Question: I’ve had enough sleepless nights. I’ve ordered and tested different blue light filters from your Tester kit and found Filter 1 to work best. Are there any similar screen eye protectors for iPhone and MacBooks that you recommend with filter 1 type blocker?
Answer: There are many possible solutions in addition to screen eye protectors (glasses, fit-overs, etc) that can help protect you from blue light and its negative effects on sleep. Each might be best for a different set of specific conditions, so it seems best to suggest you all possible alternatives.
Disclaimer: My interest in screen eye protectors is due to my problems with PC screen light sensitivity, discomfort glare, and headaches caused by digital screens. I am not a vision scientist nor medical doctor.
How to find blue light filters similar to Filter 1
All products (most anyway) that in terms of spectral transmission are similar to Tester Filter 1 may be found in this table on the Tester page.
Find “Filter 1 – cutoff: 525nm” in the first column (see the black arrow in table snippet below).
The products listed in rows right above and below the filter are very similar to Filter 1 in terms of spectral transmission (the more distant they are, the more different their spectral transmission characteristics). Products listed above Filter 1 are stronger blue blockers, those below are weaker.
However, note that, unless you move very far away, the differences are very small. To check on the differences you may either view each filter’s spectrogram -click on the corresponding link in the first column- or by checking columns 3-7 (circled below) where the percentages of light blocked at 400, 425, 450, 480, 525, and 570 nano-meters of light wavelength is provided (as denoted below in the row underlined in black).
Screen eye protectors for insomnia
LowBlueLights’ products are the only screen eye protectors on the market that are similar to Filter 1 (see red arrow above). They are designed specifically for those with sleep problems like yourself.
Although in the table the LowBlueLights’ screen filter looks far away from Filter 1, this is only due to the fact that there is a lot of offer in that range of blue blockers, but most of the products are glasses.

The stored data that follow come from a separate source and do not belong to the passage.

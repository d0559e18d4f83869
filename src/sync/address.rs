//! The external representation of list-view state: a query-string shaped
//! view link that every state key mirrors into.
//!
//! An `Address` is an ordered set of `key=value` parameters. Keys appear
//! only while their state differs from the default, so a fresh view renders
//! an empty link. `SharedAddress` is the single mutable copy a coordinator
//! tree writes into; everything else sees snapshots.

use std::cell::RefCell;
use std::rc::Rc;

/// One shareable address: an ordered set of key=value parameters.
#[derive(Debug, Clone, Default, PartialEq)]
pub struct Address {
    pairs: Vec<(String, String)>,
}

impl Address {
    pub fn new() -> Self {
        Self { pairs: Vec::new() }
    }

    /// Parse from a rendered link. Accepts a bare query string, a leading
    /// `?`, or a full `path?query` form. Malformed percent escapes keep
    /// their raw text rather than failing the whole link.
    pub fn parse(link: &str) -> Self {
        let query = match link.split_once('?') {
            Some((_, q)) => q,
            None => link,
        };
        let mut pairs = Vec::new();
        for part in query.split('&') {
            if part.is_empty() {
                continue;
            }
            let (key, value) = match part.split_once('=') {
                Some((k, v)) => (k, v),
                None => (part, ""),
            };
            pairs.push((decode(key), decode(value)));
        }
        Self { pairs }
    }

    pub fn get(&self, key: &str) -> Option<&str> {
        self.pairs
            .iter()
            .find(|(k, _)| k == key)
            .map(|(_, v)| v.as_str())
    }

    /// Set a key, keeping its position if it already exists. New keys are
    /// appended; flushes apply changes in registry order, so links minted
    /// by the engine always come out in a stable order.
    pub fn set(&mut self, key: &str, value: String) {
        if let Some(slot) = self.pairs.iter_mut().find(|(k, _)| k == key) {
            slot.1 = value;
        } else {
            self.pairs.push((key.to_string(), value));
        }
    }

    pub fn remove(&mut self, key: &str) {
        self.pairs.retain(|(k, _)| k != key);
    }

    pub fn contains(&self, key: &str) -> bool {
        self.get(key).is_some()
    }

    pub fn is_empty(&self) -> bool {
        self.pairs.is_empty()
    }

    pub fn len(&self) -> usize {
        self.pairs.len()
    }

    /// Render as a shareable query string (`?a=1&b=2`; empty string when
    /// no parameters are present). Values are percent-encoded.
    pub fn render(&self) -> String {
        if self.pairs.is_empty() {
            return String::new();
        }
        let mut out = String::from("?");
        for (i, (key, value)) in self.pairs.iter().enumerate() {
            if i > 0 {
                out.push('&');
            }
            out.push_str(key);
            out.push('=');
            out.push_str(&urlencoding::encode(value));
        }
        out
    }
}

fn decode(raw: &str) -> String {
    match urlencoding::decode(raw) {
        Ok(cow) => cow.into_owned(),
        Err(_) => raw.to_string(),
    }
}

/// The single mutable external representation owned by one coordinator
/// tree. Cloning shares the underlying address.
#[derive(Clone, Default)]
pub struct SharedAddress {
    inner: Rc<RefCell<Inner>>,
}

#[derive(Default)]
struct Inner {
    current: Address,
    writes: u64,
}

impl SharedAddress {
    pub fn new() -> Self {
        Self::default()
    }

    /// Seed the address from an existing link, e.g. one pasted back in to
    /// restore a bookmarked view.
    pub fn with_link(link: &str) -> Self {
        let shared = Self::new();
        shared.inner.borrow_mut().current = Address::parse(link);
        shared
    }

    pub fn current(&self) -> Address {
        self.inner.borrow().current.clone()
    }

    pub fn replace(&self, next: Address) {
        let mut inner = self.inner.borrow_mut();
        inner.current = next;
        inner.writes += 1;
    }

    /// Number of replacements performed so far. One flush is exactly one
    /// write, which is what the batching guarantees are stated in terms of.
    pub fn write_count(&self) -> u64 {
        self.inner.borrow().writes
    }

    pub fn render(&self) -> String {
        self.inner.borrow().current.render()
    }
}

#[cfg(test)]
mod tests {
    use super::*;

    #[test]
    fn test_parse_and_render_round_trip() {
        let addr = Address::parse("?page=2&search=rust%20basics");
        assert_eq!(addr.get("page"), Some("2"));
        assert_eq!(addr.get("search"), Some("rust basics"));
        assert_eq!(addr.render(), "?page=2&search=rust%20basics");
    }

    #[test]
    fn test_parse_accepts_full_links_and_bare_queries() {
        let full = Address::parse("/courses?page=3");
        assert_eq!(full.get("page"), Some("3"));

        let bare = Address::parse("page=3");
        assert_eq!(bare.get("page"), Some("3"));

        let empty = Address::parse("");
        assert!(empty.is_empty());
        assert_eq!(empty.render(), "");
    }

    #[test]
    fn test_set_keeps_position_remove_drops() {
        let mut addr = Address::parse("?a=1&b=2&c=3");
        addr.set("b", "9".to_string());
        assert_eq!(addr.render(), "?a=1&b=9&c=3");

        addr.remove("a");
        assert_eq!(addr.render(), "?b=9&c=3");

        addr.set("d", "4".to_string());
        assert_eq!(addr.render(), "?b=9&c=3&d=4");
    }

    #[test]
    fn test_json_values_survive_encoding() {
        let mut addr = Address::new();
        addr.set("column_filters", r#"[{"id":"status","value":"active"}]"#.to_string());
        let rendered = addr.render();
        assert!(!rendered.contains('{'), "braces must be percent-encoded");

        let back = Address::parse(&rendered);
        assert_eq!(
            back.get("column_filters"),
            Some(r#"[{"id":"status","value":"active"}]"#)
        );
    }

    #[test]
    fn test_shared_address_counts_writes() {
        let shared = SharedAddress::new();
        assert_eq!(shared.write_count(), 0);

        let mut next = shared.current();
        next.set("page", "2".to_string());
        shared.replace(next);

        assert_eq!(shared.write_count(), 1);
        assert_eq!(shared.render(), "?page=2");
    }
}
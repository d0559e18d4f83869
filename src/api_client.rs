//! HTTP client for the list API: the production callback-mode fetcher
//! plus the identity-fetch and bulk-action collaborators.

use std::sync::Arc;
use std::time::Duration;

use serde::Deserialize;
use serde_json::{json, Value};
use tracing::debug;

use crate::data::selection::{BulkActionFn, IdentityFetchFn, ItemId};
use crate::data::source::{FetchFn, FetchParams, FetchResult, PageInfo};
use crate::error::FetchError;

#[derive(Debug, Deserialize)]
struct ListEnvelope {
    #[serde(default)]
    success: bool,
    #[serde(default)]
    data: Vec<Value>,
    pagination: Option<WirePagination>,
    #[serde(default)]
    message: Option<String>,
}

#[derive(Debug, Deserialize)]
#[serde(rename_all = "camelCase")]
struct WirePagination {
    page: u32,
    limit: u32,
    total_pages: u32,
    total_items: u64,
}

#[derive(Debug, Deserialize)]
struct ItemsEnvelope {
    #[serde(default)]
    success: bool,
    #[serde(default)]
    data: Vec<Value>,
    #[serde(default)]
    message: Option<String>,
}

#[derive(Debug, Deserialize)]
struct AckEnvelope {
    #[serde(default)]
    success: bool,
    #[serde(default)]
    message: Option<String>,
}

#[derive(Clone)]
pub struct ApiClient {
    base_url: String,
    collection: String,
    client: reqwest::Client,
}

impl ApiClient {
    pub fn new(base_url: &str, collection: &str, timeout: Duration) -> Result<Self, FetchError> {
        let client = reqwest::Client::builder().timeout(timeout).build()?;
        Ok(Self {
            base_url: base_url.trim_end_matches('/').to_string(),
            collection: collection.to_string(),
            client,
        })
    }

    fn collection_url(&self, suffix: &str) -> String {
        if suffix.is_empty() {
            format!("{}/{}", self.base_url, self.collection)
        } else {
            format!("{}/{}/{}", self.base_url, self.collection, suffix)
        }
    }

    /// Fetch one page. Only active inputs reach the wire: empty search and
    /// date bounds, an inactive sort and an empty filter list all stay off
    /// the query string.
    pub async fn fetch_page(&self, params: &FetchParams) -> Result<FetchResult, FetchError> {
        let url = self.collection_url("");
        let query = build_query(params);
        debug!(target: "api", "GET {} {:?}", url, query);

        let response = self.client.get(&url).query(&query).send().await?;
        let envelope: ListEnvelope = checked(response).await?.json().await?;
        if !envelope.success {
            return Err(rejected(envelope.message));
        }
        let pagination = match envelope.pagination {
            Some(p) => PageInfo {
                page: p.page,
                limit: p.limit,
                total_pages: p.total_pages,
                total_items: p.total_items,
            },
            None => PageInfo::for_total(params.page, params.limit, envelope.data.len() as u64),
        };
        Ok(FetchResult {
            items: envelope.data,
            pagination,
        })
    }

    /// Fetch full items for a set of identities, used to resolve off-page
    /// selections.
    pub async fn fetch_by_ids(&self, ids: &[ItemId]) -> Result<Vec<Value>, FetchError> {
        let url = self.collection_url("by-ids");
        debug!(target: "api", "POST {} ({} ids)", url, ids.len());

        let body = json!({ "ids": id_strings(ids) });
        let response = self.client.post(&url).json(&body).send().await?;
        let envelope: ItemsEnvelope = checked(response).await?.json().await?;
        if !envelope.success {
            return Err(rejected(envelope.message));
        }
        Ok(envelope.data)
    }

    pub async fn delete(&self, ids: &[ItemId]) -> Result<(), FetchError> {
        self.bulk_action("bulk-delete", json!({ "ids": id_strings(ids) }))
            .await
    }

    pub async fn assign(&self, ids: &[ItemId], assignee_id: &str) -> Result<(), FetchError> {
        self.bulk_action(
            "bulk-assign",
            json!({ "ids": id_strings(ids), "assigneeId": assignee_id }),
        )
        .await
    }

    async fn bulk_action(&self, suffix: &str, body: Value) -> Result<(), FetchError> {
        let url = self.collection_url(suffix);
        debug!(target: "api", "POST {}", url);

        let response = self.client.post(&url).json(&body).send().await?;
        let envelope: AckEnvelope = checked(response).await?.json().await?;
        if !envelope.success {
            return Err(rejected(envelope.message));
        }
        Ok(())
    }

    pub fn fetch_fn(&self) -> FetchFn {
        let client = self.clone();
        Arc::new(move |params| {
            let client = client.clone();
            Box::pin(async move { client.fetch_page(&params).await })
        })
    }

    pub fn identity_fetch_fn(&self) -> IdentityFetchFn {
        let client = self.clone();
        Arc::new(move |ids| {
            let client = client.clone();
            Box::pin(async move { client.fetch_by_ids(&ids).await })
        })
    }

    pub fn delete_fn(&self) -> BulkActionFn {
        let client = self.clone();
        Arc::new(move |ids| {
            let client = client.clone();
            Box::pin(async move { client.delete(&ids).await })
        })
    }

    pub fn assign_fn(&self, assignee_id: &str) -> BulkActionFn {
        let client = self.clone();
        let assignee_id = assignee_id.to_string();
        Arc::new(move |ids| {
            let client = client.clone();
            let assignee_id = assignee_id.clone();
            Box::pin(async move { client.assign(&ids, &assignee_id).await })
        })
    }
}

fn build_query(params: &FetchParams) -> Vec<(&'static str, String)> {
    use crate::sync::keys::StateValue;

    let mut query = vec![
        ("page", params.page.to_string()),
        ("limit", params.limit.to_string()),
    ];
    if !params.search.is_empty() {
        query.push(("search", params.search.clone()));
    }
    if !params.from_date.is_empty() {
        query.push(("from_date", params.from_date.clone()));
    }
    if !params.to_date.is_empty() {
        query.push(("to_date", params.to_date.clone()));
    }
    if let Some(field) = &params.sort_by {
        query.push(("sort_by", field.clone()));
    }
    if let Some(order) = params.sort_order {
        query.push(("sort_order", order.encode()));
    }
    if !params.column_filters.is_empty() {
        query.push((
            "filters",
            serde_json::to_string(&params.column_filters).unwrap_or_default(),
        ));
    }
    query
}

fn id_strings(ids: &[ItemId]) -> Vec<&str> {
    ids.iter().map(|id| id.as_str()).collect()
}

async fn checked(response: reqwest::Response) -> Result<reqwest::Response, FetchError> {
    let status = response.status();
    if status.is_success() {
        return Ok(response);
    }
    let message = response.text().await.unwrap_or_default();
    Err(FetchError::Rejected {
        status: status.as_u16(),
        message,
    })
}

fn rejected(message: Option<String>) -> FetchError {
    FetchError::Rejected {
        status: 200,
        message: message.unwrap_or_else(|| "request reported failure".to_string()),
    }
}

#[cfg(test)]
mod tests {
    use super::*;
    use crate::sync::keys::{ColumnFilter, SortOrder};

    #[test]
    fn test_query_carries_only_active_inputs() {
        let params = FetchParams {
            page: 2,
            limit: 25,
            ..FetchParams::default()
        };
        let query = build_query(&params);
        assert_eq!(
            query,
            vec![("page", "2".to_string()), ("limit", "25".to_string())]
        );

        let params = FetchParams {
            page: 1,
            limit: 10,
            search: "bio".to_string(),
            sort_by: Some("name".to_string()),
            sort_order: Some(SortOrder::Asc),
            column_filters: vec![ColumnFilter::new("status", "active")],
            ..FetchParams::default()
        };
        let query = build_query(&params);
        assert!(query.contains(&("search", "bio".to_string())));
        assert!(query.contains(&("sort_by", "name".to_string())));
        assert!(query.contains(&("sort_order", "asc".to_string())));
        assert!(query
            .iter()
            .any(|(k, v)| *k == "filters" && v.contains("status")));
    }

    #[test]
    fn test_wire_pagination_is_camel_case() {
        let envelope: ListEnvelope = serde_json::from_str(
            r#"{
                "success": true,
                "data": [{"id": 1}],
                "pagination": {"page": 1, "limit": 10, "totalPages": 4, "totalItems": 37}
            }"#,
        )
        .unwrap();
        assert!(envelope.success);
        let pagination = envelope.pagination.unwrap();
        assert_eq!(pagination.total_pages, 4);
        assert_eq!(pagination.total_items, 37);
    }
}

If you look closely at the % of blue light blocked you will note that LowBlueLights’ screen protectors start letting through light only above 500nm, which is quite good for insomnia prevention.
If you need a screen eye protector that blocks light 100% above 500nm (say up to 550 or 570nm) you’d have to turn to a DIY solution.
An alternative which is not listed in the Tester table is the DIY solution made out of filter gels (same/similar ones as the ones used for the Tester).
If you feel like saving quite a bit by doing just a bit of work yourself, see this post for more info.
Some people who have done it are quite happy. Also, I’ve tested that touchscreen functionality is preserved with filter gels screen cover.
The best thing about filter gels is that you get a lot more choice in terms of spectral transmission characteristics than you would with existing products marketed as screen eye protectors.
Experiment (free) with a blue light app
If you haven’t done so already, you may also see if enabling NightShift, Apple’s own blue light filter app would eliminate your sleeping trouble.
Alternatively you may try a good 3rd party blue light filter app such as Iris or f.lux.
Don’t forget blue light from lighting
If in the last few hours before bedtime blue light could also be coming from lighting (presumably in your home) and not just from digital screens glasses (wraparounds) might be the best option because they will block blue light coming from all possible sources.